YOUR GOAL =>
Your answer should consist of each line from the data below that contains "channel".

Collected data
--------

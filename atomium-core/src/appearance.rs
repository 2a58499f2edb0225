/// Surface appearance shared by every primitive of a unit
use std::cell::RefCell;
use std::rc::Rc;

/// Linear RGB color with components in `[0, 1]`
#[derive(Debug, Clone, Copy, PartialEq)]
pub struct Color {
    pub r: f32,
    pub g: f32,
    pub b: f32,
}

impl Color {
    pub fn new(r: f32, g: f32, b: f32) -> Self {
        Self { r, g, b }
    }

    /// Build a color from a `0xRRGGBB` value
    pub fn from_hex(hex: u32) -> Self {
        let channel = |shift: u32| ((hex >> shift) & 0xff) as f32 / 255.0;
        Self::new(channel(16), channel(8), channel(0))
    }

    pub fn to_hex(self) -> u32 {
        let channel = |c: f32| (c.clamp(0.0, 1.0) * 255.0).round() as u32;
        (channel(self.r) << 16) | (channel(self.g) << 8) | channel(self.b)
    }

    pub fn scaled(self, factor: f32) -> Self {
        Self::new(self.r * factor, self.g * factor, self.b * factor)
    }
}

/// Color plus the two scattering parameters the renderer needs
#[derive(Debug, Clone, Copy, PartialEq)]
pub struct Appearance {
    pub color: Color,
    /// Metal-like reflectivity in `[0, 1]`
    pub metalness: f32,
    /// Surface roughness in `[0, 1]`
    pub roughness: f32,
}

impl Appearance {
    pub fn new(color: Color, metalness: f32, roughness: f32) -> Self {
        Self {
            color,
            metalness: metalness.clamp(0.0, 1.0),
            roughness: roughness.clamp(0.0, 1.0),
        }
    }

    /// Polished silver used by the single landmark scene.
    pub fn silver() -> Self {
        Self::new(Color::from_hex(0xc0c0c0), 0.9, 0.2)
    }

    /// Brushed steel used by the background lattice.
    pub fn steel() -> Self {
        Self::new(Color::from_hex(0xaaaaaa), 1.0, 0.3)
    }
}

impl Default for Appearance {
    fn default() -> Self {
        Self::silver()
    }
}

/// One appearance referenced by many primitives.
///
/// Cloning the handle shares the underlying value, so an update through any
/// clone is visible to every primitive holding it.
#[derive(Debug, Clone)]
pub struct SharedAppearance(Rc<RefCell<Appearance>>);

impl SharedAppearance {
    pub fn new(appearance: Appearance) -> Self {
        Self(Rc::new(RefCell::new(appearance)))
    }

    pub fn get(&self) -> Appearance {
        *self.0.borrow()
    }

    pub fn set(&self, appearance: Appearance) {
        *self.0.borrow_mut() = appearance;
    }

    pub fn set_color(&self, color: Color) {
        self.0.borrow_mut().color = color;
    }

    /// Whether both handles point at the same appearance
    pub fn ptr_eq(&self, other: &Self) -> bool {
        Rc::ptr_eq(&self.0, &other.0)
    }

    /// Number of live handles
    pub fn handle_count(&self) -> usize {
        Rc::strong_count(&self.0)
    }
}

impl Default for SharedAppearance {
    fn default() -> Self {
        Self::new(Appearance::default())
    }
}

--------

WORKED SOLUTION =>
        let channel = |shift: u32| ((hex >> shift) & 0xff) as f32 / 255.0;
        Self::new(channel(16), channel(8), channel(0))
        let channel = |c: f32| (c.clamp(0.0, 1.0) * 255.0).round() as u32;
        (channel(self.r) << 16) | (channel(self.g) << 8) | channel(self.b)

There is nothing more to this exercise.